Ancient and mysterious, the labyrinth continues to fascinate. Dedalus is the mythological inventor of the labyrinth, a very popular theme in the classical period.
The name of this character, in Italian, changed its meaning during the Middle Ages becoming inspiration for entertainment in the Renaissance. As a mythological and medieval concept, and even at present day, the “dedalo” (maze) has represented an intriguing riddle, able to constitute an interesting exhibition space.
An example of this is the Franco Maria Ricci’s Labyrinth in Fontanellato. Technically, with the term “labyrinth” we mean a structure, usually of large dimensions, built to make it difficult for people who enter to escape. In the past, there were four very famous labyrinths: Knossos in Crete, Lemnos in Greece, Meride in Egypt and Porsena in Italy.
During the Medieval period, the labyrinth found its highest success: filled with religious meaning, it was like a theatre in which men tried to find the right path and leave sin and evil behind. However, during the Renaissance, the labyrinth did not represent a path to deliverance, but the research of oneself, therefore also the locations needed to be different: it wasn’t in churches and monasteries anymore, but a decoration and a pastime in palaces and gardens. In the following century, the success of the labyrinth started to decline, but it regained popularity in the 1900s, especially in the gardens of upper middle-class houses.

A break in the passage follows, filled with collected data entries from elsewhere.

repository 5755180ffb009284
//! Shared test utilities.

pub mod testutil;
//! Console output for the CLI.
//!
//! [`ConsoleSink`] renders engine lines on stdout, mapping [`StyleConfig`]
//! onto owo-colors styles when the terminal supports them.

use std::io::{self, Write};

use hearth_lib::output::{Attribute, Color, OutputSink, StyleConfig};
use owo_colors::{AnsiColors, OwoColorize, Stream, Style};

/// Writes engine output to stdout.
#[derive(Debug, Default)]
pub struct ConsoleSink {
  no_color: bool,
}

impl ConsoleSink {
  pub fn new(no_color: bool) -> Self {
    Self { no_color }
  }
}

impl OutputSink for ConsoleSink {
  fn print_line(&mut self, text: &str, style: &StyleConfig) -> io::Result<()> {
    let mut stdout = io::stdout().lock();
    if self.no_color || *style == StyleConfig::PLAIN {
      return writeln!(stdout, "{}", text);
    }
    let owo = to_owo(style);
    writeln!(stdout, "{}", text.if_supports_color(Stream::Stdout, |s| s.style(owo)))
  }
}

fn ansi(color: Color) -> AnsiColors {
  match color {
    Color::Black => AnsiColors::Black,
    Color::Red => AnsiColors::Red,
    Color::Green => AnsiColors::Green,
    Color::Yellow => AnsiColors::Yellow,
    Color::Blue => AnsiColors::Blue,
    Color::Magenta => AnsiColors::Magenta,
    Color::Cyan => AnsiColors::Cyan,
    Color::White => AnsiColors::White,
  }
}

/// Translate an engine style into an owo-colors style.
pub fn to_owo(config: &StyleConfig) -> Style {
  let mut style = Style::new();
  if let Some(fg) = config.foreground {
    style = style.color(ansi(fg));
  }
  if let Some(bg) = config.background {
    style = style.on_color(ansi(bg));
  }
  match config.attribute {
    Some(Attribute::Bold) => style.bold(),
    Some(Attribute::Dim) => style.dimmed(),
    Some(Attribute::Italic) => style.italic(),
    Some(Attribute::Underline) => style.underline(),
    None => style,
  }
}
//! Filesystem primitives.

use std::fs;

use serde_json::Value;
use tracing::debug;

use super::{TaskContext, TaskPrimitive, param_str, parse_mode};
use crate::error::BuildError;

/// `chmod(mode, path...)`: set the permission bits of one or more paths.
pub struct Chmod;

impl TaskPrimitive for Chmod {
  fn run(&self, ctx: &mut TaskContext<'_>, params: &[Value]) -> Result<(), BuildError> {
    let (mode, paths) = match params {
      [mode, paths @ ..] if !paths.is_empty() => (parse_mode("chmod", mode)?, paths),
      _ => return Err(BuildError::invalid("chmod", "expected a mode and at least one path")),
    };

    for path in paths {
      let path = ctx.resolve_path(&param_str("chmod", path)?);
      debug!(path = %path.display(), mode = %format!("{:o}", mode), "changing permissions");
      set_mode(&path, mode).map_err(|e| BuildError::TaskFailed {
        task: "chmod".to_string(),
        message: format!("{}: {}", path.display(), e),
      })?;
    }
    Ok(())
  }
}

#[cfg(unix)]
fn set_mode(path: &std::path::Path, mode: u32) -> std::io::Result<()> {
  use std::os::unix::fs::PermissionsExt;
  fs::set_permissions(path, fs::Permissions::from_mode(mode))
}

#[cfg(not(unix))]
fn set_mode(_path: &std::path::Path, _mode: u32) -> std::io::Result<()> {
  Err(std::io::Error::new(
    std::io::ErrorKind::Unsupported,
    "permission modes are only supported on unix",
  ))
}

/// `mkdir(path...)`: create directories and their parents.
pub struct Mkdir;

impl TaskPrimitive for Mkdir {
  fn run(&self, ctx: &mut TaskContext<'_>, params: &[Value]) -> Result<(), BuildError> {
    if params.is_empty() {
      return Err(BuildError::invalid("mkdir", "expected at least one path"));
    }
    for path in params {
      let path = ctx.resolve_path(&param_str("mkdir", path)?);
      debug!(path = %path.display(), "creating directory");
      fs::create_dir_all(&path)?;
    }
    Ok(())
  }
}

/// `copy(from, to)`: copy a file. Copying onto a directory keeps the file name.
pub struct CopyFile;

impl TaskPrimitive for CopyFile {
  fn run(&self, ctx: &mut TaskContext<'_>, params: &[Value]) -> Result<(), BuildError> {
    let [from, to] = params else {
      return Err(BuildError::invalid("copy", "expected a source and a destination"));
    };
    let from = ctx.resolve_path(&param_str("copy", from)?);
    let mut to = ctx.resolve_path(&param_str("copy", to)?);
    if to.is_dir() {
      if let Some(name) = from.file_name() {
        to = to.join(name);
      }
    }

    debug!(from = %from.display(), to = %to.display(), "copying file");
    fs::copy(&from, &to).map_err(|e| BuildError::TaskFailed {
      task: "copy".to_string(),
      message: format!("{} -> {}: {}", from.display(), to.display(), e),
    })?;
    Ok(())
  }
}

#[cfg(test)]
mod tests {
  use super::*;
  use crate::output::MemorySink;
  use crate::task::TaskCatalog;
  use serde_json::json;
  use tempfile::TempDir;

  fn run(temp: &TempDir, name: &str, params: &[Value]) -> Result<(), BuildError> {
    let catalog = TaskCatalog::with_builtins();
    let mut sink = MemorySink::new();
    let mut ctx = TaskContext::new(&catalog, &mut sink, temp.path());
    ctx.task(name, params)
  }

  #[cfg(unix)]
  #[test]
  fn chmod_sets_mode_on_every_path() {
    use std::os::unix::fs::PermissionsExt;

    let temp = TempDir::new().unwrap();
    fs::write(temp.path().join("a.sh"), "").unwrap();
    fs::write(temp.path().join("b.sh"), "").unwrap();

    run(&temp, "chmod", &[json!(750), json!("a.sh"), json!("b.sh")]).unwrap();

    for name in ["a.sh", "b.sh"] {
      let mode = fs::metadata(temp.path().join(name)).unwrap().permissions().mode();
      assert_eq!(mode & 0o7777, 0o750, "{name}");
    }
  }

  #[test]
  fn chmod_without_path_is_invalid() {
    let temp = TempDir::new().unwrap();
    assert!(matches!(
      run(&temp, "chmod", &[json!(777)]),
      Err(BuildError::InvalidParameters { .. })
    ));
  }

  #[test]
  fn chmod_missing_file_fails() {
    let temp = TempDir::new().unwrap();
    assert!(matches!(
      run(&temp, "chmod", &[json!("0644"), json!("missing")]),
      Err(BuildError::TaskFailed { .. })
    ));
  }

  #[test]
  fn mkdir_creates_parents() {
    let temp = TempDir::new().unwrap();
    run(&temp, "mkdir", &[json!("out/bin"), json!("out/lib")]).unwrap();
    assert!(temp.path().join("out/bin").is_dir());
    assert!(temp.path().join("out/lib").is_dir());
  }

  #[test]
  fn copy_into_directory_keeps_name() {
    let temp = TempDir::new().unwrap();
    fs::write(temp.path().join("tool"), "bin").unwrap();
    fs::create_dir(temp.path().join("dist")).unwrap();

    run(&temp, "copy", &[json!("tool"), json!("dist")]).unwrap();

    assert_eq!(fs::read_to_string(temp.path().join("dist/tool")).unwrap(), "bin");
  }

  #[test]
  fn copy_requires_two_params() {
    let temp = TempDir::new().unwrap();
    assert!(matches!(
      run(&temp, "copy", &[json!("only")]),
      Err(BuildError::InvalidParameters { .. })
    ));
  }
}
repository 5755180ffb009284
//! Task units.
//!
//! A task unit is user-authored build logic exposing one entry point,
//! [`TaskUnit::main`]. Units are instantiated by type name through a
//! [`UnitRegistry`]:
//!
//! 1. compiled-in factories registered with [`UnitRegistry::register`]
//! 2. Lua scripts ([`lua::LuaUnit`]) for `.lua` sources
//!
//! The first that knows the type name wins.

pub mod lua;

use std::collections::HashMap;

use tracing::debug;

use crate::error::BuildError;
use crate::resolve::ResolvedTarget;
use crate::task::TaskContext;

/// User-authored build logic.
pub trait TaskUnit {
  /// Run the unit's build steps.
  fn main(&mut self, ctx: &mut TaskContext<'_>) -> Result<(), BuildError>;
}

type UnitFactory = Box<dyn Fn() -> Box<dyn TaskUnit>>;

/// Maps fully-qualified type names to unit constructors.
#[derive(Default)]
pub struct UnitRegistry {
  factories: HashMap<String, UnitFactory>,
}

impl UnitRegistry {
  pub fn new() -> Self {
    Self::default()
  }

  /// Register a constructor for `class`, replacing any previous one.
  pub fn register<F, U>(&mut self, class: &str, factory: F) -> &mut Self
  where
    F: Fn() -> U + 'static,
    U: TaskUnit + 'static,
  {
    self
      .factories
      .insert(class.to_string(), Box::new(move || Box::new(factory()) as Box<dyn TaskUnit>));
    self
  }

  /// Register a unit constructed through [`Default`].
  pub fn register_default<U: TaskUnit + Default + 'static>(&mut self, class: &str) -> &mut Self {
    self.register(class, U::default)
  }

  pub fn contains(&self, class: &str) -> bool {
    self.factories.contains_key(class)
  }

  /// Construct the unit a resolved target names.
  pub fn instantiate(&self, target: &ResolvedTarget) -> Result<Box<dyn TaskUnit>, BuildError> {
    if let Some(factory) = self.factories.get(&target.class_name) {
      debug!(class = %target.class_name, "instantiating compiled-in unit");
      return Ok(factory());
    }

    if lua::is_script(&target.file) {
      debug!(class = %target.class_name, file = %target.file.display(), "loading script unit");
      return Ok(Box::new(lua::LuaUnit::load(&target.file, &target.class_name)?));
    }

    Err(BuildError::UnitNotFound {
      class: target.class_name.clone(),
      file: target.file.clone(),
    })
  }
}
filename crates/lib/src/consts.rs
//! Well-known names shared by the engine and the CLI.

/// Default file name of a manifest document.
pub const MANIFEST_FILENAME: &str = ".hearth.yml";

/// Environment variable holding extra search locations, in platform path-list syntax.
pub const PATH_ENV: &str = "HEARTH_PATH";

/// Separator between target path segments on the command line.
pub const TARGET_SEPARATOR: char = '/';

/// Name of the entry point every task unit exposes.
pub const UNIT_ENTRY_POINT: &str = "main";
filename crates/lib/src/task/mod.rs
//! Task primitives.
//!
//! Task units perform their work by invoking named primitives through a
//! [`TaskContext`]. The engine does not interpret primitive parameters: each
//! [`TaskPrimitive`] validates its own and reports problems as
//! [`BuildError::InvalidParameters`].
//!
//! # Built-in primitives
//!
//! - `chmod(mode, path...)` - change file permissions ([`fs::Chmod`])
//! - `mkdir(path...)` - create directories ([`fs::Mkdir`])
//! - `copy(from, to)` - copy a file ([`fs::CopyFile`])
//! - `exec(program, args...)` - run a program ([`exec::Exec`])
//! - `echo(text...)` - print a line ([`Echo`])

pub mod exec;
pub mod fs;
mod params;

use std::collections::HashMap;
use std::path::{Path, PathBuf};

use serde_json::Value;
use tracing::info;

use crate::error::BuildError;
use crate::output::{OutputSink, StyleConfig};

pub use params::{param_str, parse_mode};

/// A built-in build action addressed by name.
pub trait TaskPrimitive {
  fn run(&self, ctx: &mut TaskContext<'_>, params: &[Value]) -> Result<(), BuildError>;
}

/// Name-addressed registry of task primitives.
#[derive(Default)]
pub struct TaskCatalog {
  tasks: HashMap<String, Box<dyn TaskPrimitive>>,
}

impl TaskCatalog {
  /// An empty catalog.
  pub fn new() -> Self {
    Self::default()
  }

  /// A catalog holding every built-in primitive.
  pub fn with_builtins() -> Self {
    let mut catalog = Self::new();
    catalog
      .register("chmod", fs::Chmod)
      .register("mkdir", fs::Mkdir)
      .register("copy", fs::CopyFile)
      .register("exec", exec::Exec)
      .register("echo", Echo);
    catalog
  }

  /// Register a primitive, replacing any previous one with the same name.
  pub fn register(&mut self, name: &str, task: impl TaskPrimitive + 'static) -> &mut Self {
    self.tasks.insert(name.to_string(), Box::new(task));
    self
  }

  pub fn get(&self, name: &str) -> Option<&dyn TaskPrimitive> {
    self.tasks.get(name).map(|t| t.as_ref())
  }

  /// Registered names, sorted.
  pub fn names(&self) -> Vec<&str> {
    let mut names: Vec<&str> = self.tasks.keys().map(String::as_str).collect();
    names.sort_unstable();
    names
  }
}

/// What a running task unit can reach.
pub struct TaskContext<'a> {
  catalog: &'a TaskCatalog,
  sink: &'a mut dyn OutputSink,
  working_dir: &'a Path,
}

impl<'a> TaskContext<'a> {
  pub fn new(catalog: &'a TaskCatalog, sink: &'a mut dyn OutputSink, working_dir: &'a Path) -> Self {
    Self {
      catalog,
      sink,
      working_dir,
    }
  }

  /// Invoke the primitive registered under `name`.
  pub fn task(&mut self, name: &str, params: &[Value]) -> Result<(), BuildError> {
    let catalog = self.catalog;
    let task = catalog
      .get(name)
      .ok_or_else(|| BuildError::UnknownTask(name.to_string()))?;
    info!(task = %name, params = params.len(), "running task");
    task.run(self, params)
  }

  /// Print a plain line to the output sink.
  pub fn print(&mut self, text: &str) -> Result<(), BuildError> {
    self.sink.print_line(text, &StyleConfig::PLAIN).map_err(BuildError::Output)
  }

  pub fn working_dir(&self) -> &Path {
    self.working_dir
  }

  /// Resolve a task parameter path against the working directory.
  pub fn resolve_path(&self, path: &str) -> PathBuf {
    self.working_dir.join(path)
  }
}

/// `echo(text...)`: print the parameters joined by spaces.
pub struct Echo;

impl TaskPrimitive for Echo {
  fn run(&self, ctx: &mut TaskContext<'_>, params: &[Value]) -> Result<(), BuildError> {
    let words = params
      .iter()
      .map(|p| param_str("echo", p))
      .collect::<Result<Vec<_>, _>>()?;
    ctx.print(&words.join(" "))
  }
}
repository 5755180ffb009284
//! End-to-end tests of the public engine API against on-disk projects.

use std::path::Path;

use hearth_lib::error::BuildError;
use hearth_lib::location::LocationRegistry;
use hearth_lib::output::SharedSink;
use hearth_lib::resolve::{Resolver, TargetPath};
use hearth_lib::task::{TaskCatalog, TaskContext, TaskPrimitive};
use hearth_lib::unit::{TaskUnit, UnitRegistry};
use hearth_lib::{BuildStatus, Core};
use serde_json::{Value, json};
use tempfile::TempDir;

fn write(root: &Path, relative: &str, content: &str) {
  let path = root.join(relative);
  std::fs::create_dir_all(path.parent().unwrap()).unwrap();
  std::fs::write(path, content).unwrap();
}

fn run(target: Option<&str>, core: Core) -> (BuildStatus, String) {
  let sink = SharedSink::new();
  let mut core = core;
  let mut arguments = vec!["hearth"];
  arguments.extend(target);
  core
    .set_arguments(arguments)
    .unwrap()
    .set_separator("/")
    .unwrap()
    .set_sink(Box::new(sink.clone()))
    .unwrap();
  core.run().unwrap();
  (core.close(), sink.text())
}

/// Records the parameters it was called with as a `greet` line.
struct Greet;

impl TaskPrimitive for Greet {
  fn run(&self, ctx: &mut TaskContext<'_>, params: &[Value]) -> Result<(), BuildError> {
    let names: Vec<String> = params.iter().map(|p| p.as_str().unwrap_or("?").to_string()).collect();
    ctx.print(&format!("greetings {}", names.join(" and ")))
  }
}

#[derive(Default)]
struct Welcome;

impl TaskUnit for Welcome {
  fn main(&mut self, ctx: &mut TaskContext<'_>) -> Result<(), BuildError> {
    ctx.task("greet", &[json!("ada"), json!("grace")])
  }
}

#[test]
fn compiled_unit_uses_custom_task() {
  let temp = TempDir::new().unwrap();
  write(
    temp.path(),
    ".hearth.yml",
    "targets:\n  welcome:\n    file: welcome.rs\n    class: App.Welcome\n",
  );
  write(temp.path(), "welcome.rs", "");

  let mut units = UnitRegistry::new();
  units.register_default::<Welcome>("App.Welcome");
  let mut tasks = TaskCatalog::with_builtins();
  tasks.register("greet", Greet);

  let core = Core::new(temp.path()).with_units(units).with_tasks(tasks);
  let (status, text) = run(Some("welcome"), core);

  assert_eq!(status, BuildStatus::Success, "{text}");
  assert!(text.contains("greetings ada and grace"), "{text}");
}

#[test]
fn lua_unit_in_shared_location_stages_files() {
  let project = TempDir::new().unwrap();
  let shared = TempDir::new().unwrap();
  write(project.path(), ".hearth.yml", "manifests:\n  web: web\n");
  write(project.path(), "index.html", "<p>hi</p>");
  write(
    shared.path(),
    "web/.hearth.yml",
    "targets:\n  site:\n    file: site.lua\n    class: Web.Site\n",
  );
  write(
    shared.path(),
    "web/site.lua",
    r#"
local Site = {}
function Site:main()
  self:task("mkdir", "out")
  self:task("copy", "index.html", "out")
end
return { Web = { Site = Site } }
"#,
  );

  let mut locations = LocationRegistry::new();
  locations.add_location(shared.path().to_string_lossy());
  let core = Core::new(project.path()).with_locations(locations);
  let (status, text) = run(Some("web/site"), core);

  assert_eq!(status, BuildStatus::Success, "{text}");
  assert_eq!(
    std::fs::read_to_string(project.path().join("out/index.html")).unwrap(),
    "<p>hi</p>"
  );
}

#[test]
fn failed_build_reports_and_closes_failed() {
  let temp = TempDir::new().unwrap();
  write(temp.path(), ".hearth.yml", "manifests:\n  web: web\n");

  let (status, text) = run(Some("web/site"), Core::new(temp.path()));

  assert_eq!(status, BuildStatus::Failed);
  assert!(text.contains("BUILD FAILED"), "{text}");
  assert!(text.contains("'web'"), "{text}");
}

#[test]
fn resolver_lookup_and_index_agree() {
  let temp = TempDir::new().unwrap();
  write(temp.path(), ".hearth.yml", "manifests:\n  a: a\n");
  write(temp.path(), "a/.hearth.yml", "manifests:\n  b: b\n");
  write(
    temp.path(),
    "a/b/.hearth.yml",
    "targets:\n  c:\n    file: c.lua\n    class: C\n",
  );
  write(temp.path(), "a/b/c.lua", "C = {}\nfunction C:main() end\n");

  let mut resolver = Resolver::new(temp.path());
  let index = resolver.index().unwrap();
  let entry = index.get("a/b/c").unwrap();

  let resolved = resolver.lookup(&TargetPath::parse("a/b/c").unwrap()).unwrap().clone();
  assert_eq!(Some(&resolved.file), entry.file.as_ref());
  assert_eq!(resolved.class_name, entry.class_name);
  assert_eq!(resolver.target_class_name().unwrap(), "C");
}
mod cmd;
mod output;

use std::path::PathBuf;
use std::process::ExitCode;

use anyhow::Result;
use clap::Parser;
use tracing_subscriber::EnvFilter;

use hearth_lib::consts::MANIFEST_FILENAME;

use crate::cmd::{RunOptions, cmd_run};

/// hearth - resolve a target from the project manifest and run it
#[derive(Parser)]
#[command(name = "hearth")]
#[command(author, version, about, long_about = None)]
struct Cli {
  /// Target path such as `group/sub/target`; lists targets when omitted
  target: Option<String>,

  /// Name of the root manifest file
  #[arg(short, long, default_value = MANIFEST_FILENAME)]
  manifest: String,

  /// Additional search location (repeatable)
  #[arg(short = 'L', long = "location", value_name = "DIR")]
  locations: Vec<String>,

  /// Run as if started in DIR
  #[arg(short = 'C', long, value_name = "DIR")]
  directory: Option<PathBuf>,

  /// Disable colored output
  #[arg(long)]
  no_color: bool,

  /// Enable verbose output
  #[arg(short, long)]
  verbose: bool,
}

fn main() -> Result<ExitCode> {
  let cli = Cli::parse();

  let filter = if cli.verbose {
    EnvFilter::new("debug")
  } else {
    EnvFilter::try_from_default_env().unwrap_or_else(|_| EnvFilter::new("warn"))
  };
  tracing_subscriber::fmt()
    .with_env_filter(filter)
    .without_time()
    .with_writer(std::io::stderr)
    .init();

  let status = cmd_run(RunOptions {
    directory: cli.directory,
    manifest: cli.manifest,
    locations: cli.locations,
    target: cli.target,
    no_color: cli.no_color,
  })?;
  Ok(status.into())
}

The biggest in the world, the Labirinto della Masone, opened in June 2015 and it is a cultural park designed by Franco Maria Ricci, together with the architects Pier Carlo Bontempi and Davide Dutto, located in Fontanellato at his estate in the countryside of Parma. Franco Maria Ricci, collector, cultivated bibliophile and publisher of elegant and exclusive books, was friend with Jorge Luis Borges, the Argentinian author who used the mythological figure of the labyrinth to reveal an existence of continuously unpredictable determination.
The labyrinth, expanding over eight hectares, has been fully created with bamboo plants of different species for a total of around 200,000 plants. The estate also houses cultural areas of more than 5,000 square meters designated for Franco Maria Ricci’s art collection that includes around 500 works from the 16th to the 20th century and a library dedicated to the most important examples of typography and graphics, including some of Giambattista Bodoni’s works as well as the complete works Alberto Tallone.
The historical collection is naturally complete with all the books published by Franco Maria Ricci active for over fifty years as well as an area dedicated to temporary exhibitions. In the middle of the labyrinth there are structures that take inspiration from Neoclassical utopian architecture by Boullée, Lequeu, Ledoux and Antolini, designed according to the traditional Italian and European canons, facing a 2,000 square meter square. Overlooking the square, a chapel with pyramidal shape evokes the labyrinth as symbol of faith, manifesting the spirituality of the founder and, at the same time, the mystical sense of this extraordinary project, like nothing else in the world.